Le blason de Groslay (Val-d’Oise) est ainsi décrit: de gueules au cep de vigne d’argent mouvant de la pointe fruité de deux pièces d’or, au chef du même chargé d’une hure de sanglier arrachée de sable défendue de gueules, ce qui se dessine ainsi:
Le cep de vigne fait référence au vignoble qui, jusqu’au milieu du XIXè siècle était la principale culture au pied de la colline de Montmorency.
Les armes parlantes sont représentées par le sanglier et se comprennent si l’on écrit le nom de la ville comme un rébus: gros laie, la laie étant la femelle du sanglier.
Le nom ancien de la ville, Graulido (862), est issu du latin gracula, « corneille » et suffixe collectif -etum.
Selles-sur-Cher (Loir-et-Cher) blasonne ainsi: D’azur aux trois selles d’or.
Pourtant, aucun élevage de chevaux ni de sellerie réputée dans la région ( mais un fameux fromage!). Il s’agit là d’une réinterprétation du nom de la ville qui est issu du pluriel du bas-latin cella « cellule de moine, monastère » et rappelle l’abbaye construite à la suite de l’ermitage, de la cella, de saint Eusice (VIè siècle).

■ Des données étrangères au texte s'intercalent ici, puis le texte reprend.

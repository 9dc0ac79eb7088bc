#![deny(missing_docs)]

//! This crate wraps a serial port transport in a small connect/disconnect/send/receive interface.
//!
//! The transport is anything implementing [`transport::Transport`].
//! A real serial port transport is available, as well as a mock which lets tests decide when
//! and how each transport operation completes.
//!
//! A connect may be canceled by disconnecting before the transport has finished opening.
//! The connect's callback is then never called, and if the open succeeds anyway
//! the port is closed again in the background.
//!
//! Sends are written one at a time in the order they were made.
//! The queue of pending sends is bounded, and sends over the bound are dropped newest first.
//!
//! Received data and read errors are fanned out to listeners,
//! see [`adapter::SerialAdapter::on_receive`] and [`adapter::SerialAdapter::on_receive_error`].

/// The adapter and the operations it exposes.
pub mod adapter;

/// The command line interface.
pub mod cli;

/// Relates to config files.
pub mod config;

/// Possible errors in this library.
pub mod error;

/// Listener registers for data and errors arriving from the wire.
pub mod events;

/// Logging/tracing setup.
pub mod logging;

/// The queue of pending writes.
pub mod queue;

/// Connect attempts and their cancellation.
pub mod request;

/// What the adapter wraps.
pub mod transport;

pub use adapter::{ConnectionId, ConnectionInfo, SerialAdapter};
pub use config::{Config, DrainPolicy};
pub use error::Error;
pub use request::ConnectOptions;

Lambert (Alpes-de-Haute-Provence) présente un blason d’azur aux trois lézards d’or comme ceci:
C’est un blason qui n’est parlant qu’en provençal, langue dans laquelle le lézard vert est le limbert. Le nom de la ville était castrum Lamberti en 1309, de l’anthroponyme germanique Landbertus ( land, « pays » et berht « illustre »).
Eyguières ( Bouches-du-Rhône) a un blason d’azur à trois aiguières d’argent posées 2 et 1.

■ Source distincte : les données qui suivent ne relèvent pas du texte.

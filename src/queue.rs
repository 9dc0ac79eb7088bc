use std::collections::VecDeque;

use bytes::Bytes;
use serde::{Deserialize, Serialize};
use tracing::{trace, warn};

/// What a send callback receives once its chunk is written.
#[derive(Debug, Clone, Copy, PartialEq, Eq, Serialize, Deserialize)]
pub struct SendInfo {
    /// The number of bytes written.
    pub bytes_sent: usize,
}

pub(crate) type SendCallback = Box<dyn FnOnce(SendInfo) + Send>;

/// One pending write.
pub(crate) struct OutputItem {
    pub(crate) data: Bytes,
    pub(crate) callback: SendCallback,
}

impl OutputItem {
    pub(crate) fn new(data: Bytes, callback: SendCallback) -> Self {
        Self { data, callback }
    }
}

impl std::fmt::Debug for OutputItem {
    fn fmt(&self, f: &mut std::fmt::Formatter<'_>) -> std::fmt::Result {
        f.debug_struct("OutputItem")
            .field("len", &self.data.len())
            .finish()
    }
}

#[derive(Debug, Clone, Copy, PartialEq, Eq)]
enum Drain {
    /// Nothing is being written and nothing is waiting to be.
    Idle,

    /// The head of the queue is being written.
    Writing { write: u64 },

    /// The drain gave up without emptying the queue.
    /// It stays this way until the queue is emptied or the drain is resumed.
    Stalled,
}

/// A write which has been handed to the transport.
#[derive(Debug)]
pub(crate) struct PendingWrite {
    pub(crate) write: u64,
    pub(crate) data: Bytes,
}

/// The outcome of a successful write.
#[derive(Debug)]
pub(crate) struct CompletedWrite {
    pub(crate) item: OutputItem,

    /// Queued items dropped because the queue was over capacity.
    pub(crate) dropped: usize,
}

/// Pending writes, written one at a time in the order they were queued.
#[derive(Debug)]
pub(crate) struct SendQueue {
    items: VecDeque<OutputItem>,
    cap: usize,
    drain: Drain,
    next_write: u64,
}

impl SendQueue {
    pub(crate) fn new(cap: usize) -> Self {
        Self {
            items: VecDeque::new(),
            cap,
            drain: Drain::Idle,
            next_write: 0,
        }
    }

    pub(crate) fn push(&mut self, item: OutputItem) {
        self.items.push_back(item);
        trace!(queued = self.items.len(), "Item queued");
    }

    pub(crate) fn len(&self) -> usize {
        self.items.len()
    }

    pub(crate) fn is_empty(&self) -> bool {
        self.items.is_empty()
    }

    /// Whether a drain may be started.
    pub(crate) fn is_idle(&self) -> bool {
        self.drain == Drain::Idle
    }

    pub(crate) fn is_stalled(&self) -> bool {
        self.drain == Drain::Stalled
    }

    /// Leave the head in place and stop draining.
    pub(crate) fn stall(&mut self) {
        self.drain = Drain::Stalled;
    }

    /// Start writing the head of the queue.
    /// Returns `None`, and goes idle, if there is nothing to write.
    pub(crate) fn begin_write(&mut self) -> Option<PendingWrite> {
        let Some(head) = self.items.front() else {
            self.drain = Drain::Idle;
            return None;
        };

        let write = self.next_write;
        self.next_write += 1;
        self.drain = Drain::Writing { write };

        Some(PendingWrite {
            write,
            data: head.data.clone(),
        })
    }

    fn is_current(&self, write: u64) -> bool {
        self.drain == Drain::Writing { write }
    }

    /// The head was written.
    ///
    /// Returns `None` if the write is not the one in flight,
    /// e.g. because the queue was emptied while it was being written.
    pub(crate) fn finish_write(&mut self, write: u64) -> Option<CompletedWrite> {
        if !self.is_current(write) {
            return None;
        }

        // The head counts towards the cap.
        let dropped = self.items.len().saturating_sub(self.cap);
        if dropped > 0 {
            self.items.truncate(self.cap);
            warn!(dropped, cap = self.cap, "Send queue over capacity, dropped newest items");
        }

        let item = self.items.pop_front()?;
        self.drain = Drain::Idle;

        Some(CompletedWrite { item, dropped })
    }

    /// The head could not be written. It stays put and the drain stalls.
    ///
    /// Returns false if the write is not the one in flight.
    pub(crate) fn fail_write(&mut self, write: u64) -> bool {
        if !self.is_current(write) {
            return false;
        }

        self.stall();
        true
    }

    /// Drop every queued item and stop draining.
    /// Returns the number of items dropped.
    pub(crate) fn clear(&mut self) -> usize {
        let dropped = self.items.len();
        self.items.clear();
        self.drain = Drain::Idle;

        dropped
    }
}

L’homophonie est parfaite entre le nom de la ville et celui de ces vases à eau. Les anciens noms de la ville sont Aqueria (1044), Aquaria ( XIè siècle) et Aigueria (1143) d’après l’occitan eiguièro, « rigole, ruisseau », d’abord au singulier. La ville est entourée par de nombreux ruisseaux et canaux, ce qui a permis à Frédéric Mistral de lui donner cette devise: L’aigo fai veni pouli, « l’eau rend joli ».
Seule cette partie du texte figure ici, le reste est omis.